Africa's anti-malaria campaign showing results
Infection rates drop as nations take action against the disease. In Tanzania, Bush announces a venture to provide enough mosquito nets to protect every child between the ages of 1 and 5.
BWEFUM, ZANZIBAR — Like clockwork, particularly on Mondays after his office had been closed for the weekend, the patients would line the concrete benches outside Mininyi Othman's tiny health center 10 miles from the nearest paved road.
"Every day, so many patients," said Othman, 63, whose medical training prepared him to be a dental assistant but who has been running the general health clinic here for about 30 years.
Many were suffering from malaria.
In 2006, the clinic treated 1,158 people for the disease, according to notations recorded by hand on a wall chart. There were 31 cases in 2007. Last month, there were none.
By midafternoon today, he had seen 16 patients. . Based on symptoms, he tested four for malaria. Each produced negative results.
If Africa, as widely believed, is the center of the global fight against malaria, ground zero is just this sort of hardscrabble village, where roosters strut in the yards and seaweed is dried for sale. Here 9-year-old Hudhaima Omar now sleeps under an insecticide-treated net to protect her from the mosquitoes that transmit the disease.
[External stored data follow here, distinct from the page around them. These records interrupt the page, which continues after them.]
#[allow(unused_imports)]
use log::info;

use regex::Regex;
use serde_json::Value as Json;

use crate::error::{Context, ErrorContext, Kind, ParseError, Result};
use crate::kinded_err;
use crate::node::{Node, Spanned};

/// A focused Draft-7 subset validator (spec.md §4.C): `type`, `required`,
/// `properties`, `patternProperties`, `additionalProperties`, `enum`,
/// `oneOf`, `items`. Grounded
/// on the keyword-dispatch architecture of `grill-core`/`grill-json-schema`
/// (each keyword is an independent check folded over the schema object)
/// and on `original_source/yamlpp/util.py: validate_node`'s contract:
/// collect every violation, then report by ascending JSON-pointer path,
/// first (by path) wins.
pub struct Schema {
    document: Json,
}

impl Schema {
    pub fn new(document: Json) -> Self {
        Schema { document }
    }

    /// Validate `node` against the schema, returning every violation found
    /// (spec.md: "Schema errors are collected"), sorted by JSON pointer
    /// path so the first entry is the validator's canonical "first error"
    /// (mirrors `sorted(validator.iter_errors(node), key=lambda e: e.path)`).
    pub fn validate(&self, node: &Spanned<Node>) -> Vec<ParseError> {
        let mut errors = Vec::new();
        let json = node_to_json(&node.value);
        check(&self.document, &json, "", node, &mut errors);
        errors.sort_by(|a, b| pointer_of(a).cmp(&pointer_of(b)));
        errors
    }

    /// Validate and turn the first (by path) violation into a `Result`,
    /// matching spec.md §4.C's "raises on the first (by path)" contract.
    pub fn validate_first(&self, node: &Spanned<Node>) -> Result<()> {
        match self.validate(node).into_iter().next() {
            Some(e) => Err(e),
            None => Ok(()),
        }
    }
}

fn pointer_of(e: &ParseError) -> String {
    e.to_string()
}

fn node_to_json(node: &Node) -> Json {
    match node {
        Node::Null => Json::Null,
        Node::Bool(b) => Json::Bool(*b),
        Node::Int(i) => Json::Number((*i).into()),
        Node::Float(f) => serde_json::Number::from_f64(*f)
            .map(Json::Number)
            .unwrap_or(Json::Null),
        Node::String(s) => Json::String(s.clone()),
        Node::Sequence(items) => Json::Array(items.iter().map(|v| node_to_json(&v.value)).collect()),
        Node::Mapping(map) => {
            let mut obj = serde_json::Map::new();
            for (k, v) in map {
                obj.insert(k.clone(), node_to_json(&v.value));
            }
            Json::Object(obj)
        }
    }
}

fn json_type_name(json: &Json) -> &'static str {
    match json {
        Json::Null => "null",
        Json::Bool(_) => "boolean",
        Json::Number(n) if n.is_i64() || n.is_u64() => "integer",
        Json::Number(_) => "number",
        Json::String(_) => "string",
        Json::Array(_) => "array",
        Json::Object(_) => "object",
    }
}

/// A key is known if it's named exactly in `properties`, or matched by any
/// `patternProperties` regex — both exempt it from `additionalProperties`
/// rejection (Draft-7's usual union-of-the-three-keywords contract).
fn key_is_known(schema: &serde_json::Map<String, Json>, key: &str) -> bool {
    if let Some(Json::Object(properties)) = schema.get("properties") {
        if properties.contains_key(key) {
            return true;
        }
    }
    if let Some(Json::Object(patterns)) = schema.get("patternProperties") {
        for pattern in patterns.keys() {
            if let Ok(re) = Regex::new(pattern) {
                if re.is_match(key) {
                    return true;
                }
            }
        }
    }
    false
}

fn push_error(errors: &mut Vec<ParseError>, pointer: &str, node: &Spanned<Node>, message: String) {
    let err: ParseError = kinded_err!(Kind::ValidationError, "{pointer}: {message}").into();
    let err = Result::<()>::Err(err)
        .with_range(node)
        .unwrap_err();
    errors.push(err);
}

fn check(
    schema: &Json,
    value: &Json,
    pointer: &str,
    node: &Spanned<Node>,
    errors: &mut Vec<ParseError>,
) {
    let Json::Object(schema) = schema else {
        return;
    };

    if let Some(ty) = schema.get("type") {
        let expected: Vec<&str> = match ty {
            Json::String(s) => vec![s.as_str()],
            Json::Array(types) => types.iter().filter_map(Json::as_str).collect(),
            _ => vec![],
        };
        let actual = json_type_name(value);
        let matches = expected.iter().any(|e| {
            *e == actual || (*e == "number" && actual == "integer")
        });
        if !expected.is_empty() && !matches {
            push_error(
                errors,
                pointer,
                node,
                format!("expected type {:?}, found {actual}", expected),
            );
        }
    }

    if let Some(Json::Array(allowed)) = schema.get("enum") {
        if !allowed.contains(value) {
            push_error(errors, pointer, node, "value not in enum".to_string());
        }
    }

    if let Json::Object(obj) = value {
        if let Some(Json::Array(required)) = schema.get("required") {
            for key in required.iter().filter_map(Json::as_str) {
                if !obj.contains_key(key) {
                    push_error(
                        errors,
                        pointer,
                        node,
                        format!("missing required property `{key}`"),
                    );
                }
            }
        }

        if let Some(Json::Object(properties)) = schema.get("properties") {
            for (key, sub_schema) in properties {
                if let Some(sub_value) = obj.get(key) {
                    if let Node::Mapping(map) = &node.value {
                        if let Some(sub_node) = map.get(key) {
                            check(
                                sub_schema,
                                sub_value,
                                &format!("{pointer}/{key}"),
                                sub_node,
                                errors,
                            );
                        }
                    }
                }
            }
        }

        if let Some(Json::Object(patterns)) = schema.get("patternProperties") {
            for (pattern, sub_schema) in patterns {
                let Ok(re) = Regex::new(pattern) else {
                    continue;
                };
                for (key, sub_value) in obj {
                    if !re.is_match(key) {
                        continue;
                    }
                    if let Node::Mapping(map) = &node.value {
                        if let Some(sub_node) = map.get(key) {
                            check(
                                sub_schema,
                                sub_value,
                                &format!("{pointer}/{key}"),
                                sub_node,
                                errors,
                            );
                        }
                    }
                }
            }
        }

        if schema.get("additionalProperties") == Some(&Json::Bool(false)) {
            for key in obj.keys() {
                if !key_is_known(schema, key) {
                    push_error(
                        errors,
                        pointer,
                        node,
                        format!("unexpected property `{key}`"),
                    );
                }
            }
        }
    }

    if let (Json::Array(items), Some(item_schema)) = (value, schema.get("items")) {
        if let Node::Sequence(item_nodes) = &node.value {
            for (i, (item, item_node)) in items.iter().zip(item_nodes.iter()).enumerate() {
                check(
                    item_schema,
                    item,
                    &format!("{pointer}/{i}"),
                    item_node,
                    errors,
                );
            }
        }
    }

    if let Some(Json::Array(alternatives)) = schema.get("oneOf") {
        // oneOf is satisfied when exactly one alternative reports no errors
        let passing = alternatives
            .iter()
            .filter(|alt| {
                let mut sub_errors = Vec::new();
                check(alt, value, pointer, node, &mut sub_errors);
                sub_errors.is_empty()
            })
            .count();
        if passing != 1 {
            push_error(
                errors,
                pointer,
                node,
                format!("expected exactly one oneOf alternative to match, {passing} did"),
            );
        }
    }
}

/// The dotted-construct grammar compiled into the crate as the default
/// schema document (spec.md §4.C), a direct analogue of the original's
/// module-level `yamlpp_schema.yaml`. Ordinary (non-dot) keys stay
/// unconstrained — only the `.`-prefixed construct vocabulary is closed:
/// `patternProperties` exempts both "any non-dot key" and "any one of the
/// known construct names" from `additionalProperties`, so an unrecognized
/// dotted key (a typo'd construct name) is the only thing `additionalProperties:
/// false` actually rejects.
pub fn default_schema() -> Schema {
    let document: Json = serde_json::json!({
        "type": "object",
        "additionalProperties": false,
        "patternProperties": {
            "^[^.]": {},
            "^\\.(do|foreach|if|switch|function|call|define|import|module|export|context)$": {}
        },
        "properties": {
            ".do": { "type": "array" },
            ".foreach": {
                "type": "object",
                "required": [".values", ".do"],
                "additionalProperties": false,
                "properties": {
                    ".values": { "type": "array" },
                    ".do": {}
                }
            },
            ".if": {
                "type": "object",
                "required": [".cond", ".then"],
                "additionalProperties": false,
                "properties": {
                    ".cond": { "type": "string" },
                    ".then": {},
                    ".else": {}
                }
            },
            ".switch": {
                "type": "object",
                "required": [".expr", ".cases"],
                "additionalProperties": false,
                "properties": {
                    ".expr": { "type": "string" },
                    ".cases": { "type": "object" }
                }
            },
            ".function": {
                "type": "object",
                "required": [".name", ".args", ".do"],
                "additionalProperties": false,
                "properties": {
                    ".name": { "type": "string" },
                    ".args": { "type": "array" },
                    ".do": {}
                }
            },
            ".call": {
                "type": "object",
                "required": [".name"],
                "additionalProperties": false,
                "properties": {
                    ".name": { "type": "string" },
                    ".args": { "type": "array" }
                }
            },
            ".define": { "type": "object" },
            ".import": {
                "type": "object",
                "required": [".filename"],
                "additionalProperties": false,
                "properties": {
                    ".filename": { "type": "string" }
                }
            },
            ".module": {
                "type": "object",
                "required": [".filename"],
                "additionalProperties": false,
                "properties": {
                    ".filename": { "type": "string" }
                }
            },
            ".export": {
                "type": "object",
                "required": [".filename"],
                "properties": {
                    ".filename": { "type": "string" },
                    ".content": {},
                    ".do": {},
                    "content": {},
                    ".format": { "type": "string" }
                }
            },
            ".context": { "type": "object" }
        }
    });
    Schema::new(document)
}

#[cfg(test)]
mod tests {
    use super::*;
    use test_log::test;

    fn mapping(pairs: Vec<(&str, Node)>) -> Spanned<Node> {
        let mut map = indexmap::IndexMap::new();
        for (k, v) in pairs {
            map.insert(k.to_string(), v.unspanned());
        }
        Node::Mapping(map).unspanned()
    }

    #[test]
    fn required_property_missing_is_reported() {
        let schema = Schema::new(serde_json::json!({
            "type": "object",
            "required": ["name"]
        }));
        let node = mapping(vec![("other", Node::Int(1))]);
        let errors = schema.validate(&node);
        assert_eq!(errors.len(), 1);
        assert_eq!(errors[0].kind(), Kind::ValidationError);
    }

    #[test]
    fn type_mismatch_is_reported() {
        let schema = Schema::new(serde_json::json!({"type": "string"}));
        let node = Node::Int(1).unspanned();
        let errors = schema.validate(&node);
        assert_eq!(errors.len(), 1);
    }

    #[test]
    fn valid_document_has_no_errors() {
        let schema = Schema::new(serde_json::json!({
            "type": "object",
            "required": ["name"],
            "properties": {"name": {"type": "string"}}
        }));
        let node = mapping(vec![("name", Node::String("a".into()))]);
        assert!(schema.validate(&node).is_empty());
    }

    #[test]
    fn default_schema_accepts_ordinary_keys_and_known_constructs() {
        let doc = crate::loader::load(
            "a: 1\n.foreach:\n  .values: [x, [1, 2]]\n  .do: \"{{ x }}\"\n",
        )
        .unwrap();
        assert!(default_schema().validate(&doc).is_empty());
    }

    #[test]
    fn default_schema_rejects_unknown_dotted_key() {
        let doc = crate::loader::load(".bogus:\n  a: 1\n").unwrap();
        let errors = default_schema().validate(&doc);
        assert_eq!(errors.len(), 1);
        assert_eq!(errors[0].kind(), Kind::ValidationError);
    }

    #[test]
    fn default_schema_rejects_foreach_missing_values() {
        let doc = crate::loader::load(".foreach:\n  .do: \"{{ x }}\"\n").unwrap();
        let errors = default_schema().validate(&doc);
        assert_eq!(errors.len(), 1);
        assert_eq!(errors[0].kind(), Kind::ValidationError);
    }
}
The anti-malaria campaign is exemplified by the clinic and Omar's home, where light comes in through gaps in the corrugated metal roof and sections are open to the hot, humid air of this island off mainland Africa. The effort has produced just the sort of dramatic turnaround that President Bush is heralding on his five-nation, six-day trip across Africa's midsection.
"For years malaria has been a health crisis in sub-Sahara Africa. The disease keeps sick workers home, schoolyards quiet, communities in mourning," Bush said today as he toured the city of Arusha in neighboring Tanzania, where he visited a factory producing bed nets and a hospital treating malaria patients.
Bush announced that the United States, along with Tanzania, the World Bank and the Global Fund to fight HIV/AIDS, malaria and tuberculosis, would distribute 5.2 million free bed nets to Tanzanians, which he said would be enough to protect every child in the country between the ages of 1 and 5. He also said vouchers for 5 million bed nets had already been distributed to allow nets to be purchased at deep discounts for infants and pregnant women.
The effort has grown out of a five-year, $1.2-billion program Bush announced in 2005 intended to cut malaria-related deaths by half in 15 African countries.